Sunday, April 11, 2010

Solar Forces a Change in Behavior

I think it was Nathan Lewis of the California Institute of Technology who first said that solar energy-generated electricity does nothing "new." People already have electricity.  And that is true.  Solar doesn't offer an improvement in capability.  But that's not the real barrier to the public's adoption of solar power.

Most emerging technologies are introduced when their performance is not as well developed as established products.  And in order to become competitive over time, technologies like solar must be refined and improved by a sequence of users (starting with innovators and early adopters).

The key issue here is not that solar is an under-developed technology or that solar provides something people already have.  The key issue is that solar, like many technologies, forces a change in behavior.  With solar you must have panels (or PV material) installed, rather than use a built-in connection to the grid.

A recent survey by the Solar Energy Industries Association (SEIA) as reported on Renewable Energy World indicates people are in favor of solar power but would prefer that it is supplied by their utility.  Why would 75% of people surveyed want their utility to install solar?  Because that way they can realize the environmental and renewable benefits of solar, without changing their behavior.

As long as everyone agrees that centralized solar electric power delivered through a grid is the best path to a sustainable future, then our objectives are clear.  We need to focus on utility-scale solar and improve our centralized system of delivery.

However, if distributed generation and residential solar are a better way to go, we need to find a way to get people to change their behavior.  And getting people to change their behavior requires more than just cost reduction and government subsidies.  Encouraging people to change their behavior requires the influence or involvement of preceding groups of people in the marketplace

Related Article(s)
Product Adoption Fundamentals


Daniel said...

I disagree with your blog/post headline.

Going solar forces an action/purchase decision, not a change in behavior.

The point here is that once the solar is installed, I continue with my life the same as before.

Unless you somehow think that upgrading to a marble countertop is a behavioral change, I think you are using sloppy terminology.

Warren Schirtzinger said...

Hi Daniel!

Thank you for helping to clarify my post.

You are correct.

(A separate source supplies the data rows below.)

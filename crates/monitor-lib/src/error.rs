//! Error taxonomy for evaluation, dispatch and storage

use std::time::Duration;
use thiserror::Error;

/// Failure while evaluating a check. Every variant is recorded as a
/// failed result; none of them stop the scheduler.
#[derive(Error, Debug)]
pub enum CheckError {
    #[error("Source unavailable: {0}")]
    SourceUnavailable(String),
    #[error("Evaluation timed out after {0:?}")]
    EvaluationTimeout(Duration),
    #[error("Evaluation panicked: {0}")]
    EvaluationPanicked(String),
    #[error("Configuration error: {0}")]
    Configuration(String),
}

impl From<reqwest::Error> for CheckError {
    fn from(err: reqwest::Error) -> Self {
        if err.is_timeout() {
            CheckError::SourceUnavailable(format!("request timed out: {err}"))
        } else if err.is_builder() {
            CheckError::Configuration(err.to_string())
        } else {
            CheckError::SourceUnavailable(err.to_string())
        }
    }
}

impl From<regex::Error> for CheckError {
    fn from(err: regex::Error) -> Self {
        CheckError::Configuration(format!("invalid pattern: {err}"))
    }
}

/// Failure delivering an alert to one sink
#[derive(Error, Debug)]
pub enum DispatchError {
    #[error("Failed to deliver notification: {0}")]
    Delivery(String),
    #[error("Invalid configuration for sink: {0}")]
    InvalidConfiguration(String),
    #[error("Network error: {0}")]
    Network(#[from] reqwest::Error),
    #[error("Templating error: {0}")]
    Template(#[from] tera::Error),
    #[error("Sink {0} timed out")]
    Timeout(String),
}

#[derive(Error, Debug, PartialEq, Eq)]
pub enum StoreError {
    #[error("{entity} {id} not found")]
    NotFound { entity: &'static str, id: u64 },
    #[error("{entity} {id} already exists")]
    Conflict { entity: &'static str, id: u64 },
    #[error("Cannot link {from} to missing {entity} {id}")]
    DanglingLink {
        from: &'static str,
        entity: &'static str,
        id: u64,
    },
}

#[derive(Error, Debug)]
pub enum OnCallError {
    #[error("Failed to fetch calendar feed: {0}")]
    Fetch(#[from] reqwest::Error),
    #[error("Calendar feed returned status {0}")]
    Status(u16),
    #[error("Malformed calendar entry: {0}")]
    Parse(String),
}

#[derive(Error, Debug)]
pub enum CatalogError {
    #[error("Failed to read catalog: {0}")]
    Io(#[from] std::io::Error),
    #[error("Failed to parse catalog: {0}")]
    Parse(#[from] serde_json::Error),
    #[error("Catalog rejected by store: {0}")]
    Store(#[from] StoreError),
}
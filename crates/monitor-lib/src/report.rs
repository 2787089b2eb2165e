//! Historical outage reporting
//!
//! Results are split into maximal runs of equal `succeeded`. A problem
//! interval opens at the first result of a failing run and closes at the
//! first result of the next passing run, or stays open if none follows.

use crate::error::StoreError;
use crate::models::{CheckId, StatusCheckResult};
use crate::store::{Store, TimeRange};
use chrono::{DateTime, Days, NaiveDate, Utc};
use serde::Serialize;

#[derive(Debug, Clone, PartialEq, Serialize)]
pub struct ProblemInterval {
    pub start: DateTime<Utc>,
    /// `None` while the check is still failing
    pub end: Option<DateTime<Utc>>,
    /// Seconds from start to end, or to `now` when open
    pub duration_secs: i64,
}

#[derive(Debug, Clone, PartialEq, Serialize)]
pub struct CheckReport {
    pub check_id: CheckId,
    pub check_name: String,
    pub problems: Vec<ProblemInterval>,
    /// Percentage of succeeded results; `None` without results
    pub success_rate: Option<f64>,
    pub total_results: usize,
}

/// Outage windows from time-ordered results
pub fn problem_intervals(results: &[StatusCheckResult], now: DateTime<Utc>) -> Vec<ProblemInterval> {
    let mut intervals = Vec::new();
    let mut open: Option<DateTime<Utc>> = None;

    for result in results {
        match (open, result.succeeded) {
            (None, false) => open = Some(result.time),
            (Some(start), true) => {
                intervals.push(ProblemInterval {
                    start,
                    end: Some(result.time),
                    duration_secs: (result.time - start).num_seconds(),
                });
                open = None;
            }
            _ => {}
        }
    }

    if let Some(start) = open {
        intervals.push(ProblemInterval {
            start,
            end: None,
            duration_secs: (now - start).num_seconds(),
        });
    }
    intervals
}

pub fn success_rate(results: &[StatusCheckResult]) -> Option<f64> {
    if results.is_empty() {
        return None;
    }
    let succeeded = results.iter().filter(|r| r.succeeded).count();
    Some(succeeded as f64 / results.len() as f64 * 100.0)
}

/// Range covering whole days `date_from..=date_to` in UTC
pub fn date_range(date_from: NaiveDate, date_to: NaiveDate) -> TimeRange {
    let end = date_to
        .checked_add_days(Days::new(1))
        .unwrap_or(date_to)
        .and_time(chrono::NaiveTime::MIN)
        .and_utc();
    TimeRange {
        start: date_from.and_time(chrono::NaiveTime::MIN).and_utc(),
        end,
    }
}

pub async fn build_report(
    store: &dyn Store,
    check_ids: &[CheckId],
    date_from: NaiveDate,
    date_to: NaiveDate,
    now: DateTime<Utc>,
) -> Result<Vec<CheckReport>, StoreError> {
    let range = date_range(date_from, date_to);
    let mut reports = Vec::with_capacity(check_ids.len());

    for &check_id in check_ids {
        let check = store.get_check(check_id).await?;
        let results = store.results(check_id, Some(range)).await?;
        reports.push(CheckReport {
            check_id,
            check_name: check.name,
            problems: problem_intervals(&results, now),
            success_rate: success_rate(&results),
            total_results: results.len(),
        });
    }
    Ok(reports)
}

The behavior change I'm referring to is during the purchase process. If the customer chooses power from the grid, then it's a simple phone call.

But if the customer chooses solar, then the process is much more complex: finding solar dealers in the area, selecting a dealer/installer, meeting with the installer, discussing the system size, analyzing energy usage, taking steps to be more energy efficient, paperwork/permits/rebates, etc, etc.

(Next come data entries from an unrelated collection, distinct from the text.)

//! Service and instance status commands

use anyhow::Result;
use tabled::Tabled;

use crate::client::{ApiClient, FailingCheck};
use crate::output::{
    color_status, print_info, print_json, print_rows, print_success, print_warning, truncate,
    OutputFormat,
};

/// Row for services table
#[derive(Tabled)]
struct StatusRow {
    #[tabled(rename = "ID")]
    id: u64,
    #[tabled(rename = "Name")]
    name: String,
    #[tabled(rename = "Status")]
    status: String,
    #[tabled(rename = "Failing")]
    failing: usize,
    #[tabled(rename = "Alerts")]
    alerts: String,
}

/// Row for instances table
#[derive(Tabled)]
struct InstanceRow {
    #[tabled(rename = "ID")]
    id: u64,
    #[tabled(rename = "Name")]
    name: String,
    #[tabled(rename = "Address")]
    address: String,
    #[tabled(rename = "Status")]
    status: String,
    #[tabled(rename = "Failing")]
    failing: usize,
}

/// Row for failing checks
#[derive(Tabled)]
struct FailingRow {
    #[tabled(rename = "Check")]
    check_id: u64,
    #[tabled(rename = "Name")]
    name: String,
    #[tabled(rename = "Importance")]
    importance: String,
    #[tabled(rename = "Message")]
    message: String,
}

fn failing_rows(checks: &[FailingCheck]) -> Vec<FailingRow> {
    checks
        .iter()
        .map(|c| FailingRow {
            check_id: c.check_id,
            name: c.name.clone(),
            importance: color_status(&c.importance),
            message: truncate(&c.message, 60),
        })
        .collect()
}

/// List services with their overall status
pub async fn list_services(client: &ApiClient, format: OutputFormat) -> Result<()> {
    let services = client.services().await?;

    match format {
        OutputFormat::Json => print_json(&services)?,
        OutputFormat::Table => {
            if services.is_empty() {
                print_warning("No services configured");
                return Ok(());
            }

            let failing = services.iter().filter(|s| s.status != "PASSING").count();
            let rows = services
                .iter()
                .map(|s| StatusRow {
                    id: s.id,
                    name: s.name.clone(),
                    status: color_status(&s.status),
                    failing: s.failing_checks.len(),
                    alerts: if s.alerts_enabled { "on" } else { "off" }.to_string(),
                })
                .collect();
            print_rows::<StatusRow>(rows);

            if failing == 0 {
                print_success(&format!("All {} services passing", services.len()));
            } else {
                print_warning(&format!("{} of {} services failing", failing, services.len()));
            }
        }
    }

    Ok(())
}

/// Show one service and its failing checks
pub async fn show_service(client: &ApiClient, id: u64, format: OutputFormat) -> Result<()> {
    let service = client.service(id).await?;

    match format {
        OutputFormat::Json => print_json(&service)?,
        OutputFormat::Table => {
            println!("Service: {} (#{})", service.name, service.id);
            if let Some(url) = &service.url {
                println!("URL:     {}", url);
            }
            println!("Status:  {}", color_status(&service.status));
            println!(
                "Alerts:  {}",
                if service.alerts_enabled { "enabled" } else { "disabled" }
            );
            println!();

            if service.failing_checks.is_empty() {
                print_success("No failing checks");
            } else {
                print_rows(failing_rows(&service.failing_checks));
            }
        }
    }

    Ok(())
}

/// List instances with their own check status
pub async fn list_instances(client: &ApiClient, format: OutputFormat) -> Result<()> {
    let instances = client.instances().await?;

    match format {
        OutputFormat::Json => print_json(&instances)?,
        OutputFormat::Table => {
            if instances.is_empty() {
                print_info("No instances configured");
                return Ok(());
            }

            let rows = instances
                .iter()
                .map(|i| InstanceRow {
                    id: i.id,
                    name: i.name.clone(),
                    address: i.address.clone().unwrap_or_else(|| "-".to_string()),
                    status: color_status(&i.status),
                    failing: i.failing_checks.len(),
                })
                .collect();
            print_rows::<InstanceRow>(rows);
        }
    }

    Ok(())
}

It's a world of difference. And even if it only happens once, the behavior change is big enough to discourage lots of potential buyers. People in general resist behavior change.

Again, thanks for letting me know where I need to be more specific in my blog posts.


Warren Schirtzinger said...

Another way to describe the impact solar has on customers is by looking at the definition of "discontinuous innovation." Discontinuous innovations are new ideas, products, services, etc. that require people to change their current behavior to something very new and different – examples include the automobile, telephone or personal computer. (and solar)

The cellphone is not a discontinuous innovation because it is basically the same as using a telephone...without the cord. Very little change in behavior is required.

Discontinuous innovations also tend to be difficult to sell because it means you have to convince people to change their behavior.

Daniel said...


You are 100% focused on the buying process when discussing customer behavior.

The problem with using your terminology, is that people reading it might think you mean that people with solar on their home act/behave differently than other people simply b/c they have solar on their home. (i.e. like if you have solar you can't turn on the TV at night or boil water on a cloudy day)

Warren Schirtzinger said...

I think "change in behavior" is a legitimate part of either side of the equation, the purchase process AND ongoing product usage.

My good friend and colleague (Steven Strong) says he always starts a solar project with an emphasis on energy efficiency. Rather than simply calculate the customer's current energy usage, and then provide enough PV to meet it, Steven teaches the customer to reduce usage first…so less PV is required.

Ongoing energy efficiency is a change in behavior. And so is the process of purchasing solar.

Renewable Energy Kent said...

You've bought up some really interesting points here. Thanks a lot.